There is a bill right now calling for possible extensions of the compliance deadlines that are within SGMA, and recognizes the existence of litigation within the basin as good cause for that extension of time to comply, she said. “You can make arguments on both sides of it, but again, that could set up the scenario where litigation could be used to further delay SGMA implementation or put them more on the litigation path as opposed to the SGMA implementation path.”
It all goes back to the push and pull between individual rights and SGMA, she said. “Because you can’t legislate that no one will go to the courthouse and file an action to protect their rights, so in the context of that, you have to recognize that people will have the right to do it, but then build in, we hope, safeguards in the legislation that would either stay the litigation and somehow recognize that the SGMA process may be a better path to follow.”
Conflicts between negotiated settlements and Groundwater Sustainability Plans: With respect to negotiated settlements within adjudications, if you have a court approved settlement or if you have parties within adjudication who would like to resolve issues by way of settlement, what happens if what parties agree to differs from what is being worked out through development of the groundwater sustainability plan? “There’s a common theme here.

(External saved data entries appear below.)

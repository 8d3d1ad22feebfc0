//! Service settings loaded from YAML.

use std::fs;
use std::io::ErrorKind;
use std::path::{Path, PathBuf};

use serde::{Deserialize, Serialize};
use tracing::info;

use crate::error::{EngineError, EngineResult};

/// Environment variable naming the settings file.
pub const SETTINGS_PATH_ENV: &str = "PARCEL_RATE_SETTINGS";

/// Settings file used when [`SETTINGS_PATH_ENV`] is unset.
pub const DEFAULT_SETTINGS_PATH: &str = "config/engine.yaml";

/// Top-level service settings.
///
/// Every field has a default, so a partial file (or no file) is valid.
///
/// # Example
///
/// ```
/// use parcel_rate_engine::config::EngineSettings;
///
/// let settings = EngineSettings::from_yaml_str("rules:\n  normalize_on_load: false\n", "inline").unwrap();
/// assert!(!settings.rules.normalize_on_load);
/// assert_eq!(settings.server.bind_address, "127.0.0.1:8080");
/// ```
#[derive(Debug, Clone, Default, PartialEq, Eq, Serialize, Deserialize)]
#[serde(default)]
pub struct EngineSettings {
    /// HTTP listener settings.
    pub server: ServerSettings,
    /// Rule file settings.
    pub rules: RulesSettings,
}

/// HTTP listener settings.
#[derive(Debug, Clone, PartialEq, Eq, Serialize, Deserialize)]
#[serde(default)]
pub struct ServerSettings {
    /// Socket address to bind, e.g. `0.0.0.0:8080`.
    pub bind_address: String,
}

impl Default for ServerSettings {
    fn default() -> Self {
        Self {
            bind_address: "127.0.0.1:8080".to_string(),
        }
    }
}

/// Rule file settings.
#[derive(Debug, Clone, PartialEq, Eq, Serialize, Deserialize)]
#[serde(default)]
pub struct RulesSettings {
    /// Path of the rule file.
    pub path: PathBuf,
    /// Normalize and order rules when they are loaded from disk.
    pub normalize_on_load: bool,
}

impl Default for RulesSettings {
    fn default() -> Self {
        Self {
            path: PathBuf::from("config/default.properties"),
            normalize_on_load: true,
        }
    }
}

impl EngineSettings {
    /// Loads settings from a YAML file.
    ///
    /// # Errors
    ///
    /// Returns [`EngineError::SettingsError`] if the file cannot be read or
    /// is not valid settings YAML.
    pub fn load<P: AsRef<Path>>(path: P) -> EngineResult<Self> {
        let path = path.as_ref();
        let path_str = path.display().to_string();

        let content = fs::read_to_string(path).map_err(|e| EngineError::SettingsError {
            path: path_str.clone(),
            message: e.to_string(),
        })?;

        Self::from_yaml_str(&content, &path_str)
    }

    /// Loads settings from a YAML file, falling back to defaults when the
    /// file does not exist. Any other failure is still an error.
    pub fn load_or_default<P: AsRef<Path>>(path: P) -> EngineResult<Self> {
        let path = path.as_ref();
        match fs::metadata(path) {
            Err(e) if e.kind() == ErrorKind::NotFound => {
                info!(path = %path.display(), "Settings file not found, using defaults");
                Ok(Self::default())
            }
            _ => Self::load(path),
        }
    }

    /// Parses settings from YAML text. `origin` names the source in errors.
    pub fn from_yaml_str(content: &str, origin: &str) -> EngineResult<Self> {
        // An empty document deserializes as null rather than an empty map.
        if content.trim().is_empty() {
            return Ok(Self::default());
        }

        serde_yaml::from_str(content).map_err(|e| EngineError::SettingsError {
            path: origin.to_string(),
            message: e.to_string(),
        })
    }

    /// The settings path from [`SETTINGS_PATH_ENV`], or
    /// [`DEFAULT_SETTINGS_PATH`].
    pub fn path_from_env() -> PathBuf {
        std::env::var_os(SETTINGS_PATH_ENV)
            .map(PathBuf::from)
            .unwrap_or_else(|| PathBuf::from(DEFAULT_SETTINGS_PATH))
    }
}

You have a potential for conflicting agreements, conflicting understandings, and conflicting judgments eventually that would be governing the basin at the same time you have GSP that is supposed to be telling everyone how to manage the basin.”
“I wish I had answers; I really do,” said Ms. Ewens. “I think a lot of this is going to have to play out over time and Paso Robles is playing out in real time, but I don’t think that’s going to be the only basin where litigation is going to be initiated by individuals who want to protect their rights or are unhappy with how management is playing out within the basin.”
Meredith Nikkel then gave the opportunity for Craig Parton and Kevin O’Brien to respond, asking what gives them the most hope for improvement in both SGMA and the proposed streamlined adjudication procedure legislation?
Craig Parton noted that on the adjudications he has litigated, once the parties were brought into it in 2002-03, there was a stipulated judgment in 2005. “That motivation, that judicial pressure that you have to make a decision, you have to move this case forward, you have to find out what people’s rights are, you’re going to trial or you’re going to settle was the motivation to get things done. And so, I’m of the opinion that sometimes adjudications are the best things that can happen. You keep that pressure. When you just tell people to go into the room and agree, they can agree on a tremendous amount of things, and when it gets to curtailment, it hits the fan. Then it’s the real question, you mean I’m going to be able to pump less for my crops? No and hell no … the early determination of whether this is really worthy of being a full adjudication or not is a worthy thing to consider. Expediting the service issues is also, but I’m a big fan of the person in a robe putting pressure on people to get to reasonable solution.”
“I think that’s well stated,” added Kevin O’Brien. “I actually think 1390 does a pretty good job of coming up with a laundry list of items that will help speed up the process and make it less expensive, but I completely agree with Craig. I think the key variable in this is having judges who are saying to the parties, we are willing to try this case or you’re going to settle it by this date, because nothing moves things along like those kinds of deadlines.”